▶ _Problem to solve_
Select every line below containing the word "delivery".

[Records excerpted from a collection]
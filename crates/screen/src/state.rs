//! What the screen shows: the daily dashboard or a timed popup.

use pipe::TapRecord;
use platform::{TapStatus, Timestamp};

/// Seconds in a UTC day
pub const DAY_SECS: f64 = 86_400.0;

/// `true` if `to` falls on a later UTC day than `from`.
///
/// Both timestamps are truncated to the start of their day before
/// comparing, so 23:59:59 → 00:00:00 counts as a new day.
pub fn is_at_least_next_day(from: f64, to: f64) -> bool {
    let from_day = from - from.rem_euclid(DAY_SECS);
    let to_day = to - to.rem_euclid(DAY_SECS);
    to_day > from_day
}

/// Which popup is showing
#[derive(Debug, Clone, Copy, PartialEq, Eq)]
pub enum PopupKind {
    /// A GOOD tap
    TapEvent,
    /// A BAD tap
    Error,
}

impl From<TapStatus> for PopupKind {
    fn from(status: TapStatus) -> Self {
        match status {
            TapStatus::Good => Self::TapEvent,
            TapStatus::Bad => Self::Error,
        }
    }
}

/// Daily tap counters
#[derive(Debug, Clone, Copy, PartialEq, Default)]
pub struct Dashboard {
    /// GOOD taps today
    pub good: u32,
    /// BAD taps today
    pub bad: u32,
    /// Most recent tap, if any
    pub last_tap: Option<Timestamp>,
}

/// One frame's worth of content
#[derive(Debug, Clone, Copy, PartialEq)]
pub enum Scene {
    /// Counters for the current day
    Dashboard(Dashboard),
    /// A popup in front of the dashboard
    Popup(PopupKind),
}

#[derive(Debug, Clone, Copy, PartialEq)]
struct Popup {
    kind: PopupKind,
    until: f64,
}

/// Screen state driven by tap records and the screen's own clock.
#[derive(Debug, Clone, PartialEq)]
pub struct ScreenState {
    dashboard: Dashboard,
    /// Time the current counting day was opened
    day_opened: Option<f64>,
    popup: Option<Popup>,
    popup_duration: f64,
}

impl ScreenState {
    /// Empty dashboard; popups last `popup_duration` seconds.
    pub fn new(popup_duration: f64) -> Self {
        Self {
            dashboard: Dashboard::default(),
            day_opened: None,
            popup: None,
            popup_duration,
        }
    }

    /// Current counters
    pub fn dashboard(&self) -> Dashboard {
        self.dashboard
    }

    /// Count `record` and show its popup from `now`, replacing any popup
    /// already showing.
    pub fn apply(&mut self, record: &TapRecord, now: f64) {
        let at = record.timestamp.as_secs();
        self.roll_day(at);
        if self.day_opened.is_none() {
            self.day_opened = Some(at);
        }

        match record.status {
            TapStatus::Good => self.dashboard.good = self.dashboard.good.saturating_add(1),
            TapStatus::Bad => self.dashboard.bad = self.dashboard.bad.saturating_add(1),
        }
        self.dashboard.last_tap = Some(record.timestamp);
        self.popup = Some(Popup {
            kind: record.status.into(),
            until: now + self.popup_duration,
        });
    }

    /// Advance to `now` without a record: drop an expired popup and roll
    /// the day over. Returns the scene to draw.
    pub fn tick(&mut self, now: f64) -> Scene {
        if self.popup.is_some_and(|popup| now >= popup.until) {
            self.popup = None;
        }
        self.roll_day(now);
        self.scene(now)
    }

    /// Scene to draw at `now`.
    pub fn scene(&self, now: f64) -> Scene {
        match self.popup {
            Some(popup) if now < popup.until => Scene::Popup(popup.kind),
            _ => Scene::Dashboard(self.dashboard),
        }
    }

    fn roll_day(&mut self, at: f64) {
        if let Some(opened) = self.day_opened {
            if is_at_least_next_day(opened, at) {
                tracing::info!(good = self.dashboard.good, bad = self.dashboard.bad, "new day, resetting counters");
                self.dashboard.good = 0;
                self.dashboard.bad = 0;
                self.day_opened = None;
            }
        }
    }
}

#[cfg(test)]
#[allow(clippy::unwrap_used, clippy::float_cmp, clippy::panic)]
mod tests {
    use super::*;

    fn record(status: TapStatus, secs: f64) -> TapRecord {
        TapRecord {
            status,
            timestamp: Timestamp::from_secs(secs).unwrap(),
        }
    }

    #[test]
    fn next_day_compares_day_starts() {
        assert!(!is_at_least_next_day(0.0, DAY_SECS - 1.0));
        assert!(is_at_least_next_day(DAY_SECS - 1.0, DAY_SECS));
        assert!(is_at_least_next_day(10.0, 3.0 * DAY_SECS));
        assert!(!is_at_least_next_day(DAY_SECS, 10.0));
        assert!(is_at_least_next_day(-1.0, 0.0));
    }

    #[test]
    fn good_and_bad_taps_are_counted() {
        let mut state = ScreenState::new(3.0);
        state.apply(&record(TapStatus::Good, 100.0), 0.0);
        state.apply(&record(TapStatus::Good, 101.0), 0.0);
        state.apply(&record(TapStatus::Bad, 102.0), 0.0);

        let dashboard = state.dashboard();
        assert_eq!((dashboard.good, dashboard.bad), (2, 1));
        assert_eq!(dashboard.last_tap.unwrap().as_secs(), 102.0);
    }

    #[test]
    fn status_selects_popup() {
        let mut state = ScreenState::new(3.0);
        state.apply(&record(TapStatus::Good, 0.0), 10.0);
        assert_eq!(state.scene(10.0), Scene::Popup(PopupKind::TapEvent));

        state.apply(&record(TapStatus::Bad, 1.0), 11.0);
        assert_eq!(state.scene(11.0), Scene::Popup(PopupKind::Error));
    }

    #[test]
    fn popup_expires_after_duration() {
        let mut state = ScreenState::new(3.0);
        state.apply(&record(TapStatus::Good, 0.0), 10.0);

        assert_eq!(state.tick(12.9), Scene::Popup(PopupKind::TapEvent));
        assert!(matches!(state.tick(13.0), Scene::Dashboard(_)));
        assert!(matches!(state.scene(12.0), Scene::Dashboard(_)));
    }

    #[test]
    fn new_popup_restarts_duration() {
        let mut state = ScreenState::new(3.0);
        state.apply(&record(TapStatus::Good, 0.0), 10.0);
        state.apply(&record(TapStatus::Bad, 2.0), 12.0);
        assert_eq!(state.tick(14.0), Scene::Popup(PopupKind::Error));
    }

    #[test]
    fn counters_reset_on_later_day_record() {
        let mut state = ScreenState::new(0.0);
        state.apply(&record(TapStatus::Good, DAY_SECS - 10.0), 0.0);
        state.apply(&record(TapStatus::Bad, DAY_SECS - 5.0), 0.0);
        state.apply(&record(TapStatus::Good, DAY_SECS + 5.0), 0.0);

        let dashboard = state.dashboard();
        assert_eq!((dashboard.good, dashboard.bad), (1, 0));
    }

    #[test]
    fn counters_reset_on_tick_past_midnight() {
        let mut state = ScreenState::new(0.0);
        state.apply(&record(TapStatus::Good, 100.0), 0.0);

        state.tick(DAY_SECS - 1.0);
        assert_eq!(state.dashboard().good, 1);
        let Scene::Dashboard(dashboard) = state.tick(DAY_SECS) else {
            panic!("expected dashboard");
        };
        assert_eq!((dashboard.good, dashboard.bad), (0, 0));
        assert_eq!(dashboard.last_tap.unwrap().as_secs(), 100.0);
    }
}
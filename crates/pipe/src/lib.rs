//! Tap record delivery over a named pipe.
//!
//! The touch-sensor process owns the write end ([`PipePublisher`], usually
//! behind a [`delivery`] queue); the screen process owns the read end
//! ([`PipeSubscriber`]). Records are single JSON lines encoded by
//! [`RecordCodec`].
//!
//! Either side may start first and either side may restart at any time:
//!
//! - publishing with no reader attached is [`PipeError::NoReader`], which
//!   [`PipeError::is_transient`] classifies as retryable;
//! - the subscriber treats end-of-stream as "writer went away" and reopens
//!   after a backoff.
//!
//! A missing FIFO or a path that is not a FIFO is a configuration error on
//! both ends.

#![deny(clippy::unwrap_used)]
#![deny(clippy::panic)]
#![deny(clippy::expect_used)]
#![warn(missing_docs)]

pub mod codec;
pub mod delivery;
pub mod error;
mod fifo;
pub mod publisher;
pub mod subscriber;

pub use codec::{CodecError, RecordCodec, TapRecord};
pub use delivery::{channel, DeliveryQueue, DeliveryTask, CHANNEL_DEPTH};
pub use error::PipeError;
pub use publisher::PipePublisher;
pub use subscriber::{PipeSubscriber, SubscriberState, Subscription};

▶ _Output for this task_
//! Tap record delivery over a named pipe.
//! behind a [`delivery`] queue); the screen process owns the read end
pub mod delivery;
pub use delivery::{channel, DeliveryQueue, DeliveryTask, CHANNEL_DEPTH};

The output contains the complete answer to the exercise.